Há não muito tempo recebi, no meio de uma caminhada entre pontos distantes do campus da universidade, um convite para escrever uma coluna sobre ciência e coisas afins no Jornal da Unicamp. Lisonjeado, mas temeroso, aceitei o desafio, hoje minha principal atividade de escrita. O compadre que me convidou disse que teria colegas no espaço virtual abraçando outros temas. Levei um susto, quando fui me apercebendo de quem eram esses colegas. Ele era um deles. Assustado, e com uma certa vergonha, fui tocando a minha escrevinhação até que frequente, instigado pelo ambiente da “repartição” onde fui trabalhar parte do tempo com a minha baia em frente a do meu editor. Um dia esse editor me disse que ele, meu velho conhecido apenas de nome, escrevera em mensagem que aprendia com a leitura de minhas colunas. Novo susto e assim conheci sua generosidade. Pedi então o endereço eletrônico desse grande e generoso filósofo, tomei coragem e para minha alegria começamos uma troca de cartas digitadas em telas de computador. Trocas que se tornaram confidências de experiências e vivências, as dele tão mais ricas e intensas do que as minhas. Além disso, compartilhávamos impressões pelo Facebook, lugar onde ele, afora os artigos e entrevistas em diferentes jornais, escritos ou falados e visualizados em movimento, era um ativista das boas e cada vez mais imperativas causas.

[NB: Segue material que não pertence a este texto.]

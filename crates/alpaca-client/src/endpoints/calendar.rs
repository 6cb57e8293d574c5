/*
 *
 *
 *
 *
 * MIT License
 * Copyright (c) 2025. Dwight J. Browne
 * dwight[-at-]dwightjbrowne[-dot-]com
 *
 *
 * Permission is hereby granted, free of charge, to any person obtaining a copy
 * of this software and associated documentation files (the "Software"), to deal
 * in the Software without restriction, including without limitation the rights
 * to use, copy, modify, merge, publish, distribute, sublicense, and/or sell
 * copies of the Software, and to permit persons to whom the Software is
 * furnished to do so, subject to the following conditions:
 *
 * The above copyright notice and this permission notice shall be included in all
 * copies or substantial portions of the Software.
 *
 * THE SOFTWARE IS PROVIDED "AS IS", WITHOUT WARRANTY OF ANY KIND, EXPRESS OR
 * IMPLIED, INCLUDING BUT NOT LIMITED TO THE WARRANTIES OF MERCHANTABILITY,
 * FITNESS FOR A PARTICULAR PURPOSE AND NONINFRINGEMENT. IN NO EVENT SHALL THE
 * AUTHORS OR COPYRIGHT HOLDERS BE LIABLE FOR ANY CLAIM, DAMAGES OR OTHER
 * LIABILITY, WHETHER IN AN ACTION OF CONTRACT, TORT OR OTHERWISE, ARISING FROM,
 * OUT OF OR IN CONNECTION WITH THE SOFTWARE OR THE USE OR OTHER DEALINGS IN THE
 * SOFTWARE.
 */

//! Market calendar and clock

use crate::endpoint::{Declaration, Endpoint};
use crate::invoker::{Call, Invoker};
use alpaca_core::{Method, Result};
use alpaca_models::schema::Never;
use alpaca_models::{CalendarDay, CalendarQuery, Clock};
use tracing::instrument;

pub static GET_CALENDAR: Endpoint<CalendarQuery, Never, Vec<CalendarDay>> =
  Endpoint::new("Get Market Calendar", Method::Get, "v2/calendar", 200);

pub static GET_CLOCK: Endpoint<Never, Never, Clock> =
  Endpoint::new("Get Market Clock", Method::Get, "v2/clock", 200);

pub static CATALOG: &[&Declaration] = &[&GET_CALENDAR.decl, &GET_CLOCK.decl];

#[derive(Debug, Clone)]
pub struct CalendarEndpoints {
  invoker: Invoker,
}

impl CalendarEndpoints {
  pub fn new(invoker: Invoker) -> Self {
    Self { invoker }
  }

  /// Trading days with their session times.
  #[instrument(skip(self, query))]
  pub async fn calendar(&self, query: &CalendarQuery) -> Result<Vec<CalendarDay>> {
    self.invoker.invoke(&GET_CALENDAR, Call::new().query(query)).await
  }

  /// Whether the market is open now, and the next open and close.
  #[instrument(skip(self))]
  pub async fn clock(&self) -> Result<Clock> {
    self.invoker.invoke(&GET_CLOCK, Call::new()).await
  }
}
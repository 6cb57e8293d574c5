/*
 *
 *
 *
 *
 * MIT License
 * Copyright (c) 2025. Dwight J. Browne
 * dwight[-at-]dwightjbrowne[-dot-]com
 *
 *
 * Permission is hereby granted, free of charge, to any person obtaining a copy
 * of this software and associated documentation files (the "Software"), to deal
 * in the Software without restriction, including without limitation the rights
 * to use, copy, modify, merge, publish, distribute, sublicense, and/or sell
 * copies of the Software, and to permit persons to whom the Software is
 * furnished to do so, subject to the following conditions:
 *
 * The above copyright notice and this permission notice shall be included in all
 * copies or substantial portions of the Software.
 *
 * THE SOFTWARE IS PROVIDED "AS IS", WITHOUT WARRANTY OF ANY KIND, EXPRESS OR
 * IMPLIED, INCLUDING BUT NOT LIMITED TO THE WARRANTIES OF MERCHANTABILITY,
 * FITNESS FOR A PARTICULAR PURPOSE AND NONINFRINGEMENT. IN NO EVENT SHALL THE
 * AUTHORS OR COPYRIGHT HOLDERS BE LIABLE FOR ANY CLAIM, DAMAGES OR OTHER
 * LIABILITY, WHETHER IN AN ACTION OF CONTRACT, TORT OR OTHERWISE, ARISING FROM,
 * OUT OF OR IN CONNECTION WITH THE SOFTWARE OR THE USE OR OTHER DEALINGS IN THE
 * SOFTWARE.
 */

//! Order endpoints

use crate::batch::aggregate;
use crate::endpoint::{Declaration, Endpoint};
use crate::invoker::{Call, Invoker};
use alpaca_core::{Method, Result};
use alpaca_models::schema::{NoContent, Never};
use alpaca_models::{
  ClientOrderIdQuery, CreateOrderBody, GetOrderQuery, Order, OrderCancellation, OrdersQuery,
};
use tracing::instrument;

pub static CREATE_ORDER: Endpoint<Never, CreateOrderBody, Order> =
  Endpoint::new("Create Order", Method::Post, "v2/orders", 200).with_messages(&[
    (403, "Create Order: 403 Buying power or shares is not sufficient"),
    (422, "Create Order: 422 Input parameters are not recognized"),
  ]);

pub static GET_ORDERS: Endpoint<OrdersQuery, Never, Vec<Order>> =
  Endpoint::new("Get Orders", Method::Get, "v2/orders", 200);

pub static DELETE_ALL_ORDERS: Endpoint<Never, Never, Vec<OrderCancellation>> =
  Endpoint::new("Delete All Orders", Method::Delete, "v2/orders", 207);

pub static GET_ORDER_BY_CLIENT_ID: Endpoint<ClientOrderIdQuery, Never, Order> =
  Endpoint::new("Get Order by Client ID", Method::Get, "v2/orders:by_client_order_id", 200);

pub static GET_ORDER: Endpoint<GetOrderQuery, Never, Order> =
  Endpoint::new("Get Order", Method::Get, "v2/orders/{order_id}", 200);

pub static DELETE_ORDER: Endpoint<Never, Never, NoContent> =
  Endpoint::new("Delete Order", Method::Delete, "v2/orders/{order_id}", 204)
    .with_messages(&[(422, "Delete Order: 422 The order status is not cancelable")]);

pub static CATALOG: &[&Declaration] = &[
  &CREATE_ORDER.decl,
  &GET_ORDERS.decl,
  &DELETE_ALL_ORDERS.decl,
  &GET_ORDER_BY_CLIENT_ID.decl,
  &GET_ORDER.decl,
  &DELETE_ORDER.decl,
];

#[derive(Debug, Clone)]
pub struct OrderEndpoints {
  invoker: Invoker,
}

impl OrderEndpoints {
  pub fn new(invoker: Invoker) -> Self {
    Self { invoker }
  }

  /// Submit an order.
  ///
  /// The body is checked before anything is sent: `type` and
  /// `time_in_force` are required and a `client_order_id` must be a UUID.
  ///
  /// ```ignore
  /// use alpaca_client::{CreateOrderBody, OrderSide};
  ///
  /// let body = CreateOrderBody::market("AAPL", OrderSide::Buy, 1.0);
  /// let order = client.orders().create(&body).await?;
  /// println!("{:?} {:?}", order.id, order.status);
  /// ```
  #[instrument(skip(self, body))]
  pub async fn create(&self, body: &CreateOrderBody) -> Result<Order> {
    self.invoker.invoke(&CREATE_ORDER, Call::new().body(body)).await
  }

  #[instrument(skip(self, query))]
  pub async fn list(&self, query: &OrdersQuery) -> Result<Vec<Order>> {
    self.invoker.invoke(&GET_ORDERS, Call::new().query(query)).await
  }

  /// Cancel every open order.
  ///
  /// Fails with an aggregate error naming each order that could not be
  /// cancelled, even when others were.
  #[instrument(skip(self))]
  pub async fn delete_all(&self) -> Result<Vec<OrderCancellation>> {
    let results = self.invoker.invoke(&DELETE_ALL_ORDERS, Call::new()).await?;
    aggregate(DELETE_ALL_ORDERS.name(), results)
  }

  #[instrument(skip(self))]
  pub async fn by_client_order_id(&self, client_order_id: &str) -> Result<Order> {
    let query = ClientOrderIdQuery { client_order_id: client_order_id.to_string() };
    self.invoker.invoke(&GET_ORDER_BY_CLIENT_ID, Call::new().query(&query)).await
  }

  #[instrument(skip(self, query))]
  pub async fn get(&self, order_id: &str, query: Option<&GetOrderQuery>) -> Result<Order> {
    let path = [("order_id", order_id)];
    let mut call = Call::new().path(&path);
    call.query = query;
    self.invoker.invoke(&GET_ORDER, call).await
  }

  /// Cancel one order. Answers 204 with no body.
  #[instrument(skip(self))]
  pub async fn delete(&self, order_id: &str) -> Result<()> {
    let path = [("order_id", order_id)];
    self.invoker.invoke(&DELETE_ORDER, Call::new().path(&path)).await
  }
}

#[cfg(test)]
mod tests {
  use super::*;

  #[test]
  fn test_catalog() {
    assert_eq!(CATALOG.len(), 6);
    assert_eq!(DELETE_ORDER.decl.ok_status, 204);
    assert_eq!(DELETE_ALL_ORDERS.decl.ok_status, 207);
    assert_eq!(
      CREATE_ORDER.decl.message_for(403, &[]).as_deref(),
      Some("Create Order: 403 Buying power or shares is not sufficient")
    );
  }
}
/*
 *
 *
 *
 *
 * MIT License
 * Copyright (c) 2025. Dwight J. Browne
 * dwight[-at-]dwightjbrowne[-dot-]com
 *
 *
 * Permission is hereby granted, free of charge, to any person obtaining a copy
 * of this software and associated documentation files (the "Software"), to deal
 * in the Software without restriction, including without limitation the rights
 * to use, copy, modify, merge, publish, distribute, sublicense, and/or sell
 * copies of the Software, and to permit persons to whom the Software is
 * furnished to do so, subject to the following conditions:
 *
 * The above copyright notice and this permission notice shall be included in all
 * copies or substantial portions of the Software.
 *
 * THE SOFTWARE IS PROVIDED "AS IS", WITHOUT WARRANTY OF ANY KIND, EXPRESS OR
 * IMPLIED, INCLUDING BUT NOT LIMITED TO THE WARRANTIES OF MERCHANTABILITY,
 * FITNESS FOR A PARTICULAR PURPOSE AND NONINFRINGEMENT. IN NO EVENT SHALL THE
 * AUTHORS OR COPYRIGHT HOLDERS BE LIABLE FOR ANY CLAIM, DAMAGES OR OTHER
 * LIABILITY, WHETHER IN AN ACTION OF CONTRACT, TORT OR OTHERWISE, ARISING FROM,
 * OUT OF OR IN CONNECTION WITH THE SOFTWARE OR THE USE OR OTHER DEALINGS IN THE
 * SOFTWARE.
 */

//! Decoders for string formats and numeric coercions used by the wire models.

use super::output::{mismatch, FieldPath};
use alpaca_core::ValidationErrors;
use chrono::{DateTime, NaiveDate, NaiveTime, SecondsFormat, Utc};
use regex::Regex;
use serde_json::Value;
use std::sync::LazyLock;

static DATE: LazyLock<Regex> =
  LazyLock::new(|| Regex::new(r"^\d{4}-\d{2}-\d{2}$").expect("static date pattern"));

// fraction is optional and up to nanoseconds; offset may be `Z` or `+hh:mm`
static DATE_TIME: LazyLock<Regex> = LazyLock::new(|| {
  Regex::new(r"^\d{4}-\d{2}-\d{2}T\d{2}:\d{2}:\d{2}(\.\d{1,9})?(Z|[+-]\d{2}:\d{2})$")
    .expect("static date-time pattern")
});

static TIME_OF_DAY: LazyLock<Regex> =
  LazyLock::new(|| Regex::new(r"^\d{2}:\d{2}$").expect("static time pattern"));

static STOCK_SYMBOL: LazyLock<Regex> =
  LazyLock::new(|| Regex::new(r"^[A-Z]{1,5}(\.[A-Z])?$").expect("static symbol pattern"));

/// `YYYY-MM-DD`
pub fn date(value: &Value, path: &FieldPath, issues: &mut ValidationErrors) -> Option<NaiveDate> {
  let parsed = value
    .as_str()
    .filter(|s| DATE.is_match(s))
    .and_then(|s| NaiveDate::parse_from_str(s, "%Y-%m-%d").ok());
  match parsed {
    Some(d) => Some(d),
    None => mismatch(path, "date (YYYY-MM-DD)", value, issues),
  }
}

/// RFC 3339 timestamp, normalised to UTC.
pub fn date_time(
  value: &Value,
  path: &FieldPath,
  issues: &mut ValidationErrors,
) -> Option<DateTime<Utc>> {
  let parsed = value
    .as_str()
    .filter(|s| DATE_TIME.is_match(s))
    .and_then(|s| DateTime::parse_from_rfc3339(s).ok());
  match parsed {
    Some(dt) => Some(dt.with_timezone(&Utc)),
    None => mismatch(path, "date-time (YYYY-MM-DDTHH:MM:SS[.ffffff]Z)", value, issues),
  }
}

/// Query form of a timestamp: microsecond precision, `Z` suffix.
pub fn wire_date_time(dt: &DateTime<Utc>) -> String {
  dt.to_rfc3339_opts(SecondsFormat::Micros, true)
}

/// `HH:MM` as used by the market calendar.
pub fn time_of_day(
  value: &Value,
  path: &FieldPath,
  issues: &mut ValidationErrors,
) -> Option<NaiveTime> {
  let parsed = value
    .as_str()
    .filter(|s| TIME_OF_DAY.is_match(s))
    .and_then(|s| NaiveTime::parse_from_str(s, "%H:%M").ok());
  match parsed {
    Some(t) => Some(t),
    None => mismatch(path, "time (HH:MM)", value, issues),
  }
}

/// Upper-case ticker with an optional one letter share class, e.g. `BRK.B`.
pub fn stock_symbol(value: &Value, path: &FieldPath, issues: &mut ValidationErrors) -> Option<String> {
  match value.as_str() {
    Some(s) if STOCK_SYMBOL.is_match(s) => Some(s.to_string()),
    _ => mismatch(path, "stock symbol", value, issues),
  }
}

/// Whether `symbol` has the stock ticker shape.
pub(crate) fn is_stock_symbol(symbol: &str) -> bool {
  STOCK_SYMBOL.is_match(symbol)
}

pub fn non_empty(value: &Value, path: &FieldPath, issues: &mut ValidationErrors) -> Option<String> {
  match value.as_str() {
    Some(s) if !s.is_empty() => Some(s.to_string()),
    _ => mismatch(path, "non-empty string", value, issues),
  }
}

/// String of exactly `len` characters.
pub fn exact_len(len: usize) -> impl Fn(&Value, &FieldPath, &mut ValidationErrors) -> Option<String> {
  move |value: &Value, path: &FieldPath, issues: &mut ValidationErrors| match value.as_str() {
    Some(s) if s.chars().count() == len => Some(s.to_string()),
    _ => mismatch(path, &format!("string of length {}", len), value, issues),
  }
}

/// String of at most `len` characters.
pub fn max_len(len: usize) -> impl Fn(&Value, &FieldPath, &mut ValidationErrors) -> Option<String> {
  move |value: &Value, path: &FieldPath, issues: &mut ValidationErrors| match value.as_str() {
    Some(s) if s.chars().count() <= len => Some(s.to_string()),
    _ => mismatch(path, &format!("string of at most {} characters", len), value, issues),
  }
}

/// Numbers that upstream sends either as JSON numbers or as decimal strings.
pub fn coerce_number(value: &Value, path: &FieldPath, issues: &mut ValidationErrors) -> Option<f64> {
  let parsed = match value {
    Value::Number(n) => n.as_f64(),
    Value::String(s) => s.trim().parse::<f64>().ok().filter(|n| n.is_finite()),
    _ => None,
  };
  match parsed {
    Some(n) => Some(n),
    None => mismatch(path, "number or numeric string", value, issues),
  }
}

/// Integers that upstream sends either as JSON numbers or as strings.
pub fn coerce_integer(value: &Value, path: &FieldPath, issues: &mut ValidationErrors) -> Option<i64> {
  let parsed = match value {
    Value::Number(n) => n.as_i64(),
    Value::String(s) => s.trim().parse::<i64>().ok(),
    _ => None,
  };
  match parsed {
    Some(n) => Some(n),
    None => mismatch(path, "integer or integer string", value, issues),
  }
}

pub fn uint_u16(value: &Value, path: &FieldPath, issues: &mut ValidationErrors) -> Option<u16> {
  match value.as_u64().and_then(|n| u16::try_from(n).ok()) {
    Some(n) => Some(n),
    None => mismatch(path, "integer between 0 and 65535", value, issues),
  }
}

pub fn uint_u32(value: &Value, path: &FieldPath, issues: &mut ValidationErrors) -> Option<u32> {
  match value.as_u64().and_then(|n| u32::try_from(n).ok()) {
    Some(n) => Some(n),
    None => mismatch(path, "unsigned 32-bit integer", value, issues),
  }
}

pub fn uint_u64(value: &Value, path: &FieldPath, issues: &mut ValidationErrors) -> Option<u64> {
  match value.as_u64() {
    Some(n) => Some(n),
    None => mismatch(path, "unsigned integer", value, issues),
  }
}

Queria então conhecê-lo pessoalmente e propus o seu nome para a abertura de um evento justamente sobre as falsas notícias e seus impactos, antes ainda do inferno que nos assombra há mais de dois anos, inferno que alcançou os últimos círculos dantescos com a pandemia, que o levou. E ele, generoso, aceitou meu convite. Ao nos vermos pela primeira vez, o seu prazer em conhecê-lo foi seguido de um “eu te imaginava mais alto”. À generosidade somou-se o humor, rimos e tivemos oportunidade de rir mais algumas vezes, naquele mesmo dia e nos anos seguintes. Pessoa extremamente sensível, intuiu algumas virtudes do meu pai a partir de algumas postagens minhas na rede social já mencionada. Enviei-lhe então uma crônica sobre meu pai, que nunca publiquei e só ele leu e sugeriu que eu escrevesse um livro, que agora só ficará na minha memória.

Compartilhávamos nossas angústias, ele sempre generoso e sensível, orquestrando as ideias de maneira única. Uma vez, no meio de meu trabalho de amanuense administrativo, recebi o recado de que ele estava do outro lado do campus em visita e queria me ver, se possível. Atravessei esbaforido a distância que nos separava e pudemos almoçar juntos, compartilhando também algumas risadas. Veio a pandemia e os planos de novos encontros foram adiados, agora para sempre. Ainda nos vimos virtualmente, assistindo suas palestras no emaranhado virtual ou participando juntos em uma mesa redonda lá na minha faculdade, novo aceite generoso de um convite. Aceitou recentemente outro convite, feito por outro Roberto, mancebo acadêmico, cujos saberes o Roberto mais experiente reconheceu e elogiou.

Não conheço muito do vasto mundo, mas acredito que poucos influenciaram tanto a tantos. Nosso maior intelectual, palavra que surgiu no século XIX para designar grandes eruditos que acreditam ter o direito e o dever de se mobilizar em defesa dos valores ameaçados. Guardo agora na memória sua tão querida amizade, lembrança que será reavivada pela leitura ou releitura de seus textos, tentando através disso recuperar sua presença e seu guiamento. Obrigado por tudo, Roberto Romano.